━━━━━ DATA ━━━━━

// TWatch - Motion driver (BMA423)
//
// Interrupt -> poll -> classify -> dispatch.
//
// The INT1 handler only raises `BMACTL_EVENT_INT` in the motion event group.
// `poll()` runs in task context: it reads the chip's interrupt status, picks
// the first of double-click, tilt, step-count that is flagged, updates the
// step total and fans the event out to the registered listeners.

pub mod sensor;
pub mod settings;
pub mod stepcounter;


use std::sync::Arc;

use anyhow::Context;

use crate::callback::CallbackTable;
use crate::config::{BMA_INT_READ_RETRIES, STEP_PAYLOAD_MAX_LEN};
use crate::events::*;
use crate::irq::{EventGroup, IrqSignal};
use crate::powermgm::PowerHandle;

use self::sensor::{AxesRemap, Feature, InterruptStatus, MotionSensor};
use self::settings::{ConfigStore, MotionConfig};
use self::stepcounter::RetainedSteps;

#[derive(Debug, Clone, Copy, PartialEq, Eq)]
pub enum MotionState {
    Idle,
    InterruptPending,
    Classifying,
}

pub struct Bma<'r, S: MotionSensor> {
    sensor: S,
    store: ConfigStore,
    config: MotionConfig,
    steps: &'r mut RetainedSteps,
    events: Arc<EventGroup>,
    power: PowerHandle,
    callbacks: CallbackTable<str>,
    state: MotionState,
    // Status already read off the chip (which clears it there) but not yet
    // turned into an event.
    pending_status: Option<InterruptStatus>,
}

impl<'r, S: MotionSensor> Bma<'r, S> {
    /// Bring the driver up: validate the retained step counter, load the
    /// persisted feature flags, start the chip and apply the flags.
    pub fn setup(
        sensor: S,
        store: ConfigStore,
        steps: &'r mut RetainedSteps,
        power: PowerHandle,
    ) -> anyhow::Result<Self> {
        steps.validate();
        let config = store.load();

        let mut bma = Self {
            sensor,
            store,
            config,
            steps,
            events: Arc::new(EventGroup::new()),
            power,
            callbacks: CallbackTable::new("bma"),
            state: MotionState::Idle,
            pending_status: None,
        };

        bma.sensor.begin()?;
        bma.reload_settings();
        log::info!(
            "BMA423 ready (stepcounter:{} doubleclick:{} tilt:{}, {} steps)",
            bma.config.stepcounter,
            bma.config.doubleclick,
            bma.config.tilt,
            bma.steps.reported()
        );
        Ok(bma)
    }

    /// Signal for the INT1 interrupt handler.
    pub fn irq_signal(&self) -> IrqSignal {
        IrqSignal::new(Arc::clone(&self.events), BMACTL_EVENT_INT)
    }

    pub fn state(&self) -> MotionState {
        self.state
    }

    pub fn steps(&self) -> u32 {
        self.steps.reported()
    }

    pub fn config(&self) -> MotionConfig {
        self.config
    }

    pub fn sensor_mut(&mut self) -> &mut S {
        &mut self.sensor
    }

    /// Listen for `BMACTL_*` events. Step events carry the total as a decimal
    /// string, double-click and tilt an empty one. Callbacks run on the motion
    /// task and must not block.
    pub fn register_cb<F>(&mut self, event: EventBits, callback: F, id: &'static str) -> bool
    where
        F: FnMut(EventBits, &str) -> bool + Send + 'static,
    {
        self.callbacks.register(event, callback, id)
    }

    /// Handle at most one pending interrupt. On a sensor error the interrupt
    /// stays pending and the next poll picks up where this one stopped.
    pub fn poll(&mut self) -> Option<MotionEvent> {
        if self.events.get_bits() & BMACTL_EVENT_INT == 0 {
            self.state = MotionState::Idle;
            return None;
        }

        // The status register has to be consumed before the bit is cleared,
        // otherwise the next edge could be lost.
        let status = match self.pending_status.take() {
            Some(status) => status,
            None => {
                self.state = MotionState::InterruptPending;
                self.read_interrupt_status()?
            }
        };
        self.state = MotionState::Classifying;

        let event = match self.classify(status) {
            Ok(event) => event,
            Err(e) => {
                log::error!("{:#}, retry next poll", e);
                self.pending_status = Some(status);
                return None;
            }
        };
        self.events.clear_bits(BMACTL_EVENT_INT);
        self.state = MotionState::Idle;

        if let Some(event) = event {
            self.dispatch(event);
        }
        event
    }

    fn read_interrupt_status(&mut self) -> Option<InterruptStatus> {
        for attempt in 1..=BMA_INT_READ_RETRIES {
            match self.sensor.read_interrupt() {
                Ok(status) => return Some(status),
                Err(e) => log::debug!("interrupt status read {} failed: {}", attempt, e),
            }
        }
        log::warn!("interrupt status unreadable, retry next poll");
        None
    }

    /// First match wins: double-click, then tilt, then step count.
    fn classify(&mut self, status: InterruptStatus) -> anyhow::Result<Option<MotionEvent>> {
        if status.is_double_click() {
            self.power.set_event(POWERMGM_BMA_DOUBLECLICK);
            return Ok(Some(MotionEvent::DoubleClick));
        }
        if status.is_tilt() {
            self.power.set_event(POWERMGM_BMA_TILT);
            return Ok(Some(MotionEvent::Tilt));
        }
        if status.is_step_counter() {
            let counter = self.sensor.step_counter().context("step counter read failed")?;
            return Ok(Some(MotionEvent::StepCount(self.steps.fold(counter))));
        }

        log::debug!("unhandled BMA interrupt status {:#04x}", status.0);
        Ok(None)
    }

    fn fold_step_counter(&mut self) -> Option<u32> {
        match self.sensor.step_counter() {
            Ok(counter) => Some(self.steps.fold(counter)),
            Err(e) => {
                log::error!("step counter read failed: {}", e);
                None
            }
        }
    }

    fn dispatch(&mut self, event: MotionEvent) {
        match event {
            MotionEvent::StepCount(total) => {
                let msg = step_payload(total);
                self.callbacks.send(BMACTL_STEPCOUNTER, &msg);
            }
            other => {
                self.callbacks.send(other.event_bits(), "");
            }
        }
    }

    /// Going to standby: stop step interrupts from waking the CPU.
    pub fn standby(&mut self) {
        log::info!("go standby");
        if self.config.stepcounter {
            self.apply(Feature::StepCounter, false);
        }
    }

    /// Back from standby: re-enable step interrupts and publish the total
    /// counted while asleep.
    pub fn wakeup(&mut self) {
        log::info!("go wakeup");
        if self.config.stepcounter {
            self.apply(Feature::StepCounter, true);
        }
        if let Some(total) = self.fold_step_counter() {
            self.dispatch(MotionEvent::StepCount(total));
        }
    }

    /// Push every feature flag to the chip.
    pub fn reload_settings(&mut self) {
        for feature in Feature::ALL {
            self.apply(feature, self.config.get(feature));
        }
    }

    pub fn get_config(&self, feature: Feature) -> bool {
        self.config.get(feature)
    }

    /// `set_config` by persisted key (`"stepcounter"`, `"doubleclick"`,
    /// `"tilt"`). Unknown names are rejected.
    pub fn set_feature(&mut self, name: &str, enable: bool) -> bool {
        let Some(feature) = Feature::from_key(name) else {
            log::warn!("unknown motion feature {:?}", name);
            return false;
        };
        self.set_config(feature, enable);
        true
    }

    /// Change a feature flag. The new value is persisted before it is applied,
    /// so after a power loss in between the stored value is what the next boot
    /// applies.
    pub fn set_config(&mut self, feature: Feature, enable: bool) {
        self.config.set(feature, enable);
        self.store.save(&self.config);
        self.reload_settings();
    }

    /// Match the sensor axes to the display rotation (0, 90, 180, 270 deg).
    pub fn set_rotate_tilt(&mut self, rotation: u32) {
        let Some(remap) = AxesRemap::for_rotation(rotation) else {
            log::warn!("unsupported rotation {}", rotation);
            return;
        };
        if let Err(e) = self.sensor.set_remap_axes(&remap) {
            log::error!("axis remap failed: {}", e);
        }
    }

    fn apply(&mut self, feature: Feature, enable: bool) {
        if let Err(e) = self.sensor.enable_feature_interrupt(feature, enable) {
            log::error!("enable {} interrupt failed: {}", feature.key(), e);
        }
    }
}

/// Decimal step count, at most `STEP_PAYLOAD_MAX_LEN` characters.
pub fn step_payload(total: u32) -> String {
    let mut msg = total.to_string();
    msg.truncate(STEP_PAYLOAD_MAX_LEN);
    msg
}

━━━━━

● **EXERCISE DETAILS**
What you return should be the lines from the start of the data through the line with "use crate::callback::CallbackTable;", quoted exactly and nothing more.

● **EXERCISE SOLUTION**
// TWatch - Motion driver (BMA423)
//
// Interrupt -> poll -> classify -> dispatch.
//
// The INT1 handler only raises `BMACTL_EVENT_INT` in the motion event group.
// `poll()` runs in task context: it reads the chip's interrupt status, picks
// the first of double-click, tilt, step-count that is flagged, updates the
// step total and fans the event out to the registered listeners.

pub mod sensor;
pub mod settings;
pub mod stepcounter;


use std::sync::Arc;

use anyhow::Context;

use crate::callback::CallbackTable;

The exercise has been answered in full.